German industrial designer Mauritz Schulz has designed ‘TrashBoom’, a kind of floating barrier, not unlike a swimming-lane marker, that stretches the width of a given river and acts as a net, blocking discarded bottles and bags before they can drift out to sea.

So far, the simple device is primarily in use in Indonesia and India—where it has stopped more than 9,00,000 kilograms of garbage from entering the ocean since April 2021. The instructions for making the inexpensive TrashBoom are available online, and other organizations are now applying this open-source technique. Sungai Watch in Bali, for example, is deploying booms, while a company called Pangea Movement, also based in Bali, has organized river clean-ups in 11 countries so far, and hopes to tackle 100 of the world’s most polluted rivers.

Meet the Inventor: Capturing the Clean Water of Fog

When industrial engineer Abel Cruz was a boy, his weekly chore was to scramble down a ravine in the foothills of the Peruvian Andes to fetch the family’s water from a spring. “It was downhill from the house, far away and steep,” he says. Cruz began dreaming up better ways to collect water, noticing that subtropical plants, for instance, capture rain and mist with their wide leaves. Eventually, he struck upon the idea of a fog net.

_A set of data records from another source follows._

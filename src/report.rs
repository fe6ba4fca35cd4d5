use std::fs::{File, create_dir_all};
use std::io::{self, Write};
use std::path::{Path, PathBuf};

use tracing::info;

use crate::table::{SpeedupTable, TimingTable};

/// Writes `<name>.csv` with one row per thread count: the raw time of every
/// policy followed by its speedup.
pub fn write_speedup_csv(
    dir: &Path,
    name: &str,
    table: &TimingTable,
    speedup: &SpeedupTable,
) -> io::Result<PathBuf> {
    create_dir_all(dir)?;
    let path = dir.join(format!("{name}.csv"));
    let mut file = File::create(&path)?;

    let mut header = vec!["threads".to_string()];
    header.extend(table.series().iter().map(|c| csv_field(&format!("{}_time", c.name))));
    header.extend(
        speedup
            .series()
            .iter()
            .map(|c| csv_field(&format!("{}_speedup", c.name))),
    );
    writeln!(file, "{}", header.join(","))?;

    for (row, threads) in table.threads().iter().enumerate() {
        let mut fields = vec![threads.to_string()];
        fields.extend(table.series().iter().map(|c| format!("{:.2}", c.times[row])));
        fields.extend(speedup.series().iter().map(|c| format!("{:.4}", c.times[row])));
        writeln!(file, "{}", fields.join(","))?;
    }

    info!(path = %path.display(), "wrote speedup csv");
    Ok(path)
}

/// Quotes a field when it contains a separator, as policy names like
/// `Static, 2` do.
fn csv_field(raw: &str) -> String {
    if raw.contains([',', '"', '\n']) {
        format!("\"{}\"", raw.replace('"', "\"\""))
    } else {
        raw.to_string()
    }
}

/// Prints time and speedup side by side, one block per policy.
///
/// Column widths follow the longest cell, so every line has the length of
/// the `-` rule under the header.
pub fn render_summary<W: Write>(
    writer: &mut W,
    table: &TimingTable,
    speedup: &SpeedupTable,
) -> io::Result<()> {
    let headers: Vec<String> = table.threads().iter().map(|t| format!("T={t}")).collect();
    let rows: Vec<(&str, Vec<String>)> = table
        .series()
        .iter()
        .zip(speedup.series())
        .map(|(timing, ratio)| {
            let cells = timing
                .times
                .iter()
                .zip(&ratio.times)
                .map(|(time, s)| format!("{time:.2}s {s:.2}x"))
                .collect::<Vec<_>>();
            (timing.name.as_str(), cells)
        })
        .collect();

    let name_width = rows
        .iter()
        .map(|(name, _)| name.len())
        .max()
        .unwrap_or(0)
        .max("Policy".len());
    let cell_width = rows
        .iter()
        .flat_map(|(_, cells)| cells.iter())
        .chain(&headers)
        .map(String::len)
        .max()
        .unwrap_or(0);

    write!(writer, "{:<name_width$}", "Policy")?;
    for header in &headers {
        write!(writer, " | {header:>cell_width$}")?;
    }
    writeln!(writer)?;

    let rule = name_width + headers.len() * (cell_width + 3);
    writeln!(writer, "{}", "-".repeat(rule))?;

    for (name, cells) in &rows {
        write!(writer, "{name:<name_width$}")?;
        for cell in cells {
            write!(writer, " | {cell:>cell_width$}")?;
        }
        writeln!(writer)?;
    }

    Ok(())
}
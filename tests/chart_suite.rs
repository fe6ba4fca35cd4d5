#[path = "common.rs"]
mod common;

use std::fs;

use common::{ChartDir, POLICIES, reference};
use schedplot::chart::{render_speedup_chart, render_time_chart};
use schedplot::{ChartConfig, ChartError, PolicySeries, TimingTable, render_all};

/// Text of every `<text>` element that is a bare integer. Axis values on the
/// y side carry a decimal point, so these are the x tick labels.
fn integer_labels(svg: &str) -> Vec<String> {
    svg.split("<text")
        .skip(1)
        .filter_map(|chunk| {
            let body = &chunk[chunk.find('>')? + 1..];
            let text = body[..body.find("</text>")?].trim();
            text.parse::<u64>().ok().map(|_| text.to_string())
        })
        .collect()
}

#[test]
fn render_all_writes_both_svgs() {
    let out = ChartDir::new();
    let table = reference();
    let charts = render_all(&table, &table.speedup().unwrap(), out.config()).unwrap();

    assert_eq!(charts.time, out.path().join("execution_time.svg"));
    assert_eq!(charts.speedup, out.path().join("speedup.svg"));
    for path in [&charts.time, &charts.speedup] {
        let svg = fs::read_to_string(path).unwrap();
        assert!(svg.contains("<svg"));
        assert!(svg.contains("Scheduling policy"));
    }
}

#[test]
fn time_chart_labels_every_policy() {
    let out = ChartDir::new();
    fs::create_dir_all(out.path()).unwrap();
    let path = out.path().join("time.svg");
    render_time_chart(&reference(), out.config(), &path).unwrap();

    let svg = fs::read_to_string(path).unwrap();
    assert!(svg.contains("Execution time (s)"));
    assert!(svg.contains("Threads"));
    for policy in POLICIES {
        assert!(svg.contains(policy), "missing legend entry {policy}");
    }
    assert!(!svg.contains("Ideal speedup"));
}

#[test]
fn speedup_chart_includes_ideal_line() {
    let out = ChartDir::new();
    fs::create_dir_all(out.path()).unwrap();
    let path = out.path().join("speedup.svg");
    let speedup = reference().speedup().unwrap();
    render_speedup_chart(&speedup, out.config(), &path).unwrap();

    let svg = fs::read_to_string(path).unwrap();
    assert!(svg.contains("Ideal speedup"));
    assert!(svg.contains("Speedup vs. thread count"));
}

#[test]
fn custom_labels_and_file_names_are_used() {
    let dir = tempfile::tempdir().unwrap();
    let mut config = ChartConfig::default().with_output_dir(dir.path());
    config.speedup_file = "scaling.svg".into();
    config.labels.ideal = "Linear".into();
    config.labels.legend_title = "Policy".into();

    let table = reference();
    let charts = render_all(&table, &table.speedup().unwrap(), &config).unwrap();
    assert!(charts.speedup.ends_with("scaling.svg"));

    let svg = fs::read_to_string(&charts.speedup).unwrap();
    assert!(svg.contains("Linear"));
    assert!(svg.contains("Policy"));
}

#[test]
fn x_ticks_sit_on_measured_thread_counts() {
    let out = ChartDir::new();
    let table = reference();
    let charts = render_all(&table, &table.speedup().unwrap(), out.config()).unwrap();

    for path in [&charts.time, &charts.speedup] {
        let svg = fs::read_to_string(path).unwrap();
        assert_eq!(integer_labels(&svg), ["1", "2", "4", "6", "8"]);
    }
}

#[test]
fn sparse_thread_counts_get_only_their_own_ticks() {
    let out = ChartDir::new();
    let table = TimingTable::new(
        vec![1, 16],
        vec![PolicySeries::new("Dynamic", vec![32.0, 2.5])],
    )
    .unwrap();
    let charts = render_all(&table, &table.speedup().unwrap(), out.config()).unwrap();

    let svg = fs::read_to_string(&charts.time).unwrap();
    assert_eq!(integer_labels(&svg), ["1", "16"]);
}

#[test]
fn speedup_from_another_table_is_rejected() {
    let out = ChartDir::new();
    let other = TimingTable::new(
        vec![1, 2],
        vec![PolicySeries::new("Static", vec![2.0, 1.0])],
    )
    .unwrap();
    let err = render_all(&reference(), &other.speedup().unwrap(), out.config()).unwrap_err();
    assert!(matches!(err, ChartError::Mismatch));
    assert!(!out.path().join("execution_time.svg").exists());
}
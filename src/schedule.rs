//! OpenMP-style loop scheduling over a scoped thread pool.
//!
//! A [`Schedule`] decides how the iterations `0..len` of a parallel loop are
//! cut into chunks and handed to workers. Static schedules fix the assignment
//! up front; dynamic and guided schedules claim chunks from a shared cursor as
//! workers become free.

use std::fmt;
use std::ops::Range;
use std::str::FromStr;
use std::sync::atomic::{AtomicUsize, Ordering};
use std::thread;

use serde::{Deserialize, Serialize};
use thiserror::Error;
use tracing::trace;

use crate::types::ThreadCount;

#[derive(Debug, Error, PartialEq, Eq)]
pub enum ScheduleError {
    #[error("thread count must be greater than zero")]
    NoThreads,
    #[error("chunk size must be greater than zero")]
    ZeroChunk,
    #[error("unknown schedule kind {0:?} (expected static, dynamic or guided)")]
    UnknownKind(String),
    #[error("invalid chunk size {0:?}")]
    InvalidChunk(String),
}

#[derive(Debug, Clone, Copy, PartialEq, Eq, Hash)]
pub enum ScheduleKind {
    Static,
    Dynamic,
    Guided,
}

impl ScheduleKind {
    fn name(self) -> &'static str {
        match self {
            ScheduleKind::Static => "Static",
            ScheduleKind::Dynamic => "Dynamic",
            ScheduleKind::Guided => "Guided",
        }
    }
}

/// A scheduling policy plus optional chunk size, e.g. `dynamic, 2`.
#[derive(Debug, Clone, Copy, PartialEq, Eq, Hash, Serialize, Deserialize)]
#[serde(into = "String", try_from = "String")]
pub struct Schedule {
    kind: ScheduleKind,
    chunk: Option<usize>,
}

impl Schedule {
    pub fn new(kind: ScheduleKind, chunk: Option<usize>) -> Result<Self, ScheduleError> {
        if chunk == Some(0) {
            return Err(ScheduleError::ZeroChunk);
        }
        Ok(Self { kind, chunk })
    }

    /// One contiguous block per thread.
    pub fn static_blocks() -> Self {
        Self {
            kind: ScheduleKind::Static,
            chunk: None,
        }
    }

    /// Fixed-size chunks dealt round-robin. A zero chunk is treated as one.
    pub fn static_chunks(chunk: usize) -> Self {
        Self {
            kind: ScheduleKind::Static,
            chunk: Some(chunk.max(1)),
        }
    }

    pub fn dynamic(chunk: Option<usize>) -> Self {
        Self {
            kind: ScheduleKind::Dynamic,
            chunk: chunk.map(|c| c.max(1)),
        }
    }

    pub fn guided(chunk: Option<usize>) -> Self {
        Self {
            kind: ScheduleKind::Guided,
            chunk: chunk.map(|c| c.max(1)),
        }
    }

    pub fn kind(&self) -> ScheduleKind {
        self.kind
    }

    pub fn chunk(&self) -> Option<usize> {
        self.chunk
    }

    /// Column label used in timing tables: `Static`, `Static, 2`, ...
    pub fn label(&self) -> String {
        self.to_string()
    }
}

impl fmt::Display for Schedule {
    fn fmt(&self, f: &mut fmt::Formatter<'_>) -> fmt::Result {
        match self.chunk {
            Some(chunk) => write!(f, "{}, {}", self.kind.name(), chunk),
            None => f.write_str(self.kind.name()),
        }
    }
}

impl FromStr for Schedule {
    type Err = ScheduleError;

    /// Accepts `static`, `dynamic,2`, `guided:4` and `Static, 2`.
    fn from_str(s: &str) -> Result<Self, Self::Err> {
        let (kind, chunk) = match s.split_once([',', ':']) {
            Some((kind, chunk)) => (kind.trim(), Some(chunk.trim())),
            None => (s.trim(), None),
        };

        let kind = match kind.to_ascii_lowercase().as_str() {
            "static" => ScheduleKind::Static,
            "dynamic" => ScheduleKind::Dynamic,
            "guided" => ScheduleKind::Guided,
            _ => return Err(ScheduleError::UnknownKind(kind.to_string())),
        };

        let chunk = chunk
            .map(|raw| {
                raw.parse::<usize>()
                    .map_err(|_| ScheduleError::InvalidChunk(raw.to_string()))
            })
            .transpose()?;

        Schedule::new(kind, chunk)
    }
}

impl From<Schedule> for String {
    fn from(schedule: Schedule) -> Self {
        schedule.to_string()
    }
}

impl TryFrom<String> for Schedule {
    type Error = ScheduleError;

    fn try_from(value: String) -> Result<Self, Self::Error> {
        value.parse()
    }
}

/// Hands out iteration ranges to workers according to a schedule.
pub(crate) struct Dispatcher {
    len: usize,
    threads: ThreadCount,
    schedule: Schedule,
    cursor: AtomicUsize,
}

impl Dispatcher {
    pub(crate) fn new(len: usize, threads: ThreadCount, schedule: Schedule) -> Self {
        Self {
            len,
            threads,
            schedule,
            cursor: AtomicUsize::new(0),
        }
    }

    /// Next range for `worker`; `step` counts how many ranges it has claimed.
    pub(crate) fn claim(&self, worker: usize, step: usize) -> Option<Range<usize>> {
        let range = match (self.schedule.kind, self.schedule.chunk) {
            (ScheduleKind::Static, None) => {
                if step > 0 {
                    return None;
                }
                let base = self.len / self.threads;
                let extra = self.len % self.threads;
                let start = worker * base + worker.min(extra);
                let size = base + usize::from(worker < extra);
                start..start + size
            }
            (ScheduleKind::Static, Some(chunk)) => {
                let start = (step * self.threads + worker).checked_mul(chunk)?;
                start..(start + chunk).min(self.len)
            }
            (ScheduleKind::Dynamic, chunk) => {
                let chunk = chunk.unwrap_or(1);
                let start = self.cursor.fetch_add(chunk, Ordering::Relaxed);
                start..start.saturating_add(chunk).min(self.len)
            }
            (ScheduleKind::Guided, chunk) => {
                let min_chunk = chunk.unwrap_or(1);
                let mut start = self.cursor.load(Ordering::Relaxed);
                loop {
                    let remaining = self.len.saturating_sub(start);
                    if remaining == 0 {
                        return None;
                    }
                    let size = remaining
                        .div_ceil(self.threads)
                        .max(min_chunk)
                        .min(remaining);
                    match self.cursor.compare_exchange_weak(
                        start,
                        start + size,
                        Ordering::Relaxed,
                        Ordering::Relaxed,
                    ) {
                        Ok(_) => break start..start + size,
                        Err(current) => start = current,
                    }
                }
            }
        };

        (range.start < range.end).then_some(range)
    }
}

/// Evaluates `f` for every index in `0..len` on `threads` workers.
///
/// Each index is evaluated exactly once and results come back in index order
/// regardless of which worker produced them.
pub fn parallel_map<T, F>(
    len: usize,
    threads: ThreadCount,
    schedule: Schedule,
    f: F,
) -> Result<Vec<T>, ScheduleError>
where
    T: Send,
    F: Fn(usize) -> T + Sync,
{
    if threads == 0 {
        return Err(ScheduleError::NoThreads);
    }
    if len == 0 {
        return Ok(Vec::new());
    }

    let dispatcher = Dispatcher::new(len, threads, schedule);
    let mut chunks: Vec<(usize, Vec<T>)> = thread::scope(|scope| {
        let handles = (0..threads)
            .map(|worker| {
                let dispatcher = &dispatcher;
                let f = &f;
                scope.spawn(move || {
                    let mut produced = Vec::new();
                    let mut step = 0;
                    while let Some(range) = dispatcher.claim(worker, step) {
                        produced.push((range.start, range.map(f).collect::<Vec<_>>()));
                        step += 1;
                    }
                    trace!(worker, chunks = step, "worker finished");
                    produced
                })
            })
            .collect::<Vec<_>>();

        handles
            .into_iter()
            .flat_map(|handle| match handle.join() {
                Ok(produced) => produced,
                Err(panic) => std::panic::resume_unwind(panic),
            })
            .collect()
    });

    chunks.sort_by_key(|(start, _)| *start);
    Ok(chunks.into_iter().flat_map(|(_, values)| values).collect())
}

#[cfg(test)]
mod tests {
    use super::*;

    fn drain(dispatcher: &Dispatcher, worker: usize) -> Vec<Range<usize>> {
        let mut ranges = Vec::new();
        while let Some(range) = dispatcher.claim(worker, ranges.len()) {
            ranges.push(range);
        }
        ranges
    }

    #[test]
    fn parses_labels_and_shorthand() {
        assert_eq!("static".parse::<Schedule>().unwrap(), Schedule::static_blocks());
        assert_eq!("Static, 2".parse::<Schedule>().unwrap(), Schedule::static_chunks(2));
        assert_eq!("dynamic:2".parse::<Schedule>().unwrap(), Schedule::dynamic(Some(2)));
        assert_eq!("GUIDED".parse::<Schedule>().unwrap(), Schedule::guided(None));
        assert_eq!(
            "auto".parse::<Schedule>().unwrap_err(),
            ScheduleError::UnknownKind("auto".into())
        );
        assert_eq!(
            "dynamic,x".parse::<Schedule>().unwrap_err(),
            ScheduleError::InvalidChunk("x".into())
        );
        assert_eq!("guided,0".parse::<Schedule>().unwrap_err(), ScheduleError::ZeroChunk);
    }

    #[test]
    fn label_round_trips_through_serde() {
        let json = serde_json::to_string(&Schedule::dynamic(Some(2))).unwrap();
        assert_eq!(json, "\"Dynamic, 2\"");
        let back: Schedule = serde_json::from_str(&json).unwrap();
        assert_eq!(back, Schedule::dynamic(Some(2)));
    }

    #[test]
    fn static_blocks_split_evenly() {
        let dispatcher = Dispatcher::new(10, 4, Schedule::static_blocks());
        let ranges: Vec<_> = (0..4).map(|w| drain(&dispatcher, w)).collect();
        assert_eq!(ranges, vec![vec![0..3], vec![3..6], vec![6..8], vec![8..10]]);
    }

    #[test]
    fn static_blocks_leave_surplus_workers_idle() {
        let dispatcher = Dispatcher::new(2, 4, Schedule::static_blocks());
        assert_eq!(drain(&dispatcher, 1), vec![1..2]);
        assert!(drain(&dispatcher, 3).is_empty());
    }

    #[test]
    fn static_chunks_are_round_robin() {
        let dispatcher = Dispatcher::new(9, 2, Schedule::static_chunks(2));
        assert_eq!(drain(&dispatcher, 0), vec![0..2, 4..6, 8..9]);
        assert_eq!(drain(&dispatcher, 1), vec![2..4, 6..8]);
    }

    #[test]
    fn guided_chunks_shrink_towards_minimum() {
        let dispatcher = Dispatcher::new(100, 4, Schedule::guided(Some(5)));
        let sizes: Vec<usize> = drain(&dispatcher, 0).iter().map(|r| r.len()).collect();
        assert_eq!(sizes.iter().sum::<usize>(), 100);
        assert_eq!(sizes[0], 25);
        assert!(sizes.windows(2).all(|pair| pair[0] >= pair[1]));
        assert!(sizes[..sizes.len() - 1].iter().all(|size| *size >= 5));
    }

    #[test]
    fn dynamic_claims_share_one_cursor() {
        let dispatcher = Dispatcher::new(5, 2, Schedule::dynamic(Some(2)));
        assert_eq!(dispatcher.claim(0, 0), Some(0..2));
        assert_eq!(dispatcher.claim(1, 0), Some(2..4));
        assert_eq!(dispatcher.claim(0, 1), Some(4..5));
        assert_eq!(dispatcher.claim(1, 1), None);
    }

    #[test]
    fn every_schedule_visits_each_index_once() {
        let schedules = [
            Schedule::static_blocks(),
            Schedule::static_chunks(3),
            Schedule::dynamic(None),
            Schedule::dynamic(Some(4)),
            Schedule::guided(None),
            Schedule::guided(Some(2)),
        ];
        for schedule in schedules {
            for threads in [1, 2, 3, 8] {
                let values = parallel_map(37, threads, schedule, |i| i * i).unwrap();
                let expected: Vec<usize> = (0..37).map(|i| i * i).collect();
                assert_eq!(values, expected, "{schedule} with {threads} threads");
            }
        }
    }

    #[test]
    fn zero_threads_is_rejected() {
        let err = parallel_map(4, 0, Schedule::static_blocks(), |i| i).unwrap_err();
        assert_eq!(err, ScheduleError::NoThreads);
    }
}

Each vertical net is 20 square metres of synthetic resin mesh, where micro-droplets of water condense and dribble down into collection tanks. One net can collect 200 to 400 litres per day. Locals can also fetch it in buckets for small-scale farming.


Working in Lima with support from the Creating Water Foundation, Cruz has installed more than 3,600 nets on hillsides around the city to capture fog drifting in from the Pacific Ocean. With a population of more than nine million, Lima frequently has serious water shortages due to its arid climate.

“The planet has less and less fresh water,” Cruz points out, because “the glaciers that are natural reservoirs are disappearing. So we must find a way to accumulate and save water for times of drought.”

An Addiction-Preventing Pill Dispenser

Opioid addiction is one of the greatest public-health crises of our times. It often starts with a prescription for medication to ease pain and it can escalate quickly.

As a student at New York University, Artin Perse watched his uncle get hooked on opioids as he recovered from injuries he suffered in a car accident. It inspired Perse to do something to help prevent addiction, so he designed a device that dispenses pills to match what your doctor prescribed.

In between electronically timed releases, the bottle cannot be opened. (It is meant for people in early stages of managing pain, rather than addicts.) Perse went on to found a company called Levl that uses the same design to help people with psychiatric medications. The dispenser is still in the trial phase, but Perse hopes to make it available within a year.

Meet the Inventor: Sustainable Household Waste Disposal

Fifty-two-year-old biochemist Dr C. N. Manoj from Kerala was shocked to find that households are the biggest bulk waste generators. “Compared to industries that manage waste in a controlled manner, per governmental rules, even a small family or a community of 100 people can generate tonnes of waste every day, which is disposed off without any control”, he told The Better India.


In a bid to develop a scientific and sustainable solution to waste disposal, the scientist quit his job, developed a natural composting inoculum called Composorb, and in 2021, set up Pelican Kenterra. Made from natural materials such as cocopeat, hay, dry leaves, etc., Composorb sandwiches waste between moisture-absorbing spongy matrices, taking care of the problem of leaching liquid and obnoxious gases which occurs during conventional aerobic composting process. The waste then disintegrates into uniform particles along with the matrix into healthy nutrient-rich organic planting media.

Manoj’s subscription-based waste-management solution has now been adopted by over 15,000 homes and commercial establishments in Kerala and Bengaluru, with the team handling over 10,000 kg of waste every day. The company has also partnered with the Kochi Metro, which is using the soil-less compost product to fill road medians for flowers and trees.